Edit: In VS2015+ versions this trick is still useful but is a bit different.
There are several ways to locate memory corruptions, but probably the easiest is to spread _CrtCheckMemorys around and pin the culprit (hopefully) in a binary search scheme. This requires recompilation at each search stage and thus can get tedious quickly.
Enter the forgotten, mis-documented, context operator. Turns out there’s a surprising variety of system/CRT operations you can invoke using it, from the debugger, while at a breakpoint (or the debugee is otherwise halted). Since _CrtCheckMem is implemented in msvcrtXXXd.dll (XXX being VC version), the syntax to invoke it, e.g. in VS2005, is –
{,,msvcr80d.dll}_CrtCheckMemory()
Just type it at a watch window, immediate, or even a QuickWatch – anywhere the expression evaluator can find it.
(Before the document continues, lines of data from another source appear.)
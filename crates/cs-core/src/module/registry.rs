//! Module registry
//!
//! Discovers candidate units from a `ModuleDiscoveryPort`, validates
//! the plugin contract, and exposes the ordered list of dispatchable
//! modules. Validation failures exclude the unit and log one entry
//! with the specific reason; startup is never aborted by a bad
//! module.

use std::collections::BTreeMap;
use std::sync::Arc;

use log::{info, warn};

use crate::errors::{ModuleExecutionError, ValidationError};
use crate::ports::ModuleDiscoveryPort;

use super::{ModuleCandidate, ModuleCapability, ModuleDescriptor, ModuleProcessor};

/// A validated, enabled module as handed to the pipeline.
#[derive(Clone)]
pub struct ActiveModule {
    pub name: String,
    pub processor: Arc<dyn ModuleProcessor>,
}

pub struct ModuleRegistry {
    modules: Vec<ModuleDescriptor>,
}

impl ModuleRegistry {
    pub fn empty() -> Self {
        Self {
            modules: Vec::new(),
        }
    }

    /// Populate from a discovery source, validating each candidate.
    ///
    /// Discovery order is preserved, so repeated runs over the same
    /// source are deterministic.
    pub fn discover(source: &dyn ModuleDiscoveryPort) -> Self {
        let mut registry = Self::empty();
        for candidate in source.discover() {
            registry.admit(candidate);
        }
        info!(
            "module discovery finished: {} registered, {} active",
            registry.modules.len(),
            registry.active_modules().len()
        );
        registry
    }

    /// Re-run discovery, preserving enabled-state overrides for
    /// modules that survive the reload.
    pub fn reload(&mut self, source: &dyn ModuleDiscoveryPort) {
        let overrides: BTreeMap<String, bool> = self
            .modules
            .iter()
            .map(|m| (m.name.clone(), m.enabled))
            .collect();

        *self = Self::discover(source);

        for module in &mut self.modules {
            if let Some(&enabled) = overrides.get(&module.name) {
                module.enabled = enabled;
            }
        }
    }

    /// Apply `modules.<name>` switches from configuration. Unknown
    /// names are ignored; discovery is not re-run.
    pub fn apply_settings(&mut self, switches: &BTreeMap<String, bool>) {
        for module in &mut self.modules {
            if let Some(&enabled) = switches.get(&module.name) {
                if module.enabled != enabled {
                    info!(
                        "module '{}' {} via configuration",
                        module.name,
                        if enabled { "enabled" } else { "disabled" }
                    );
                    module.enabled = enabled;
                }
            }
        }
    }

    /// Validated and enabled modules, in stable discovery order.
    pub fn active_modules(&self) -> Vec<ActiveModule> {
        self.modules
            .iter()
            .filter(|m| m.is_active())
            .filter_map(|m| {
                m.processor.as_ref().map(|p| ActiveModule {
                    name: m.name.clone(),
                    processor: Arc::clone(p),
                })
            })
            .collect()
    }

    pub fn descriptors(&self) -> &[ModuleDescriptor] {
        &self.modules
    }

    /// Record a dispatch failure against the module's descriptor.
    pub fn record_error(&mut self, name: &str, error: &ModuleExecutionError) {
        if let Some(module) = self.modules.iter_mut().find(|m| m.name == name) {
            module.last_error = Some(error.to_string());
        }
    }

    fn admit(&mut self, candidate: ModuleCandidate) {
        let name = candidate.name;

        let (processor, validated) = match candidate.capability {
            ModuleCapability::Process(processor) => {
                info!("module '{name}' validated");
                (Some(processor), true)
            }
            ModuleCapability::MissingEntryPoint => {
                let error = ValidationError::MissingEntryPoint { name: name.clone() };
                warn!("{error}; module excluded");
                (None, false)
            }
            ModuleCapability::NotCallable { reason } => {
                let error = ValidationError::NotCallable {
                    name: name.clone(),
                    reason,
                };
                warn!("{error}; module excluded");
                (None, false)
            }
            ModuleCapability::LoadFailed { reason } => {
                let error = ValidationError::LoadFailed {
                    name: name.clone(),
                    reason,
                };
                warn!("{error}; module excluded");
                (None, false)
            }
        };

        self.modules.push(ModuleDescriptor {
            name,
            processor,
            enabled: true,
            validated,
            last_error: None,
        });
    }
}
//! # cs-platform
//!
//! Platform-specific implementations for clipsentry: the system
//! clipboard adapter, the native change counter, and the monitor
//! runtime that drives change detection.

pub mod clipboard;
pub mod counter;
pub mod runtime;

pub use clipboard::{InMemoryClipboard, SystemClipboard};
pub use counter::{InMemoryChangeCounter, NativeChangeCounter};
pub use runtime::{MonitorError, MonitorRuntime};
In my case it quickly turned out I miscalculated the number of vertices in a mesh, and wrote beyond the vertex buffer limit. Last breakpoint before the corruption:
And immediately after:
You can probably pull similar stunts with many other CRT debug routines – just not those that directly allocate/deallocate memory.
Would have been nice if VS was smart enough to lookup symbols at least in all loaded module exports, but turns out it’s not yet the case, as of VS2010:
Oh well. Maybe some day.
sweet
What a fantastic trick, this made my day, thanks a lot for sharing!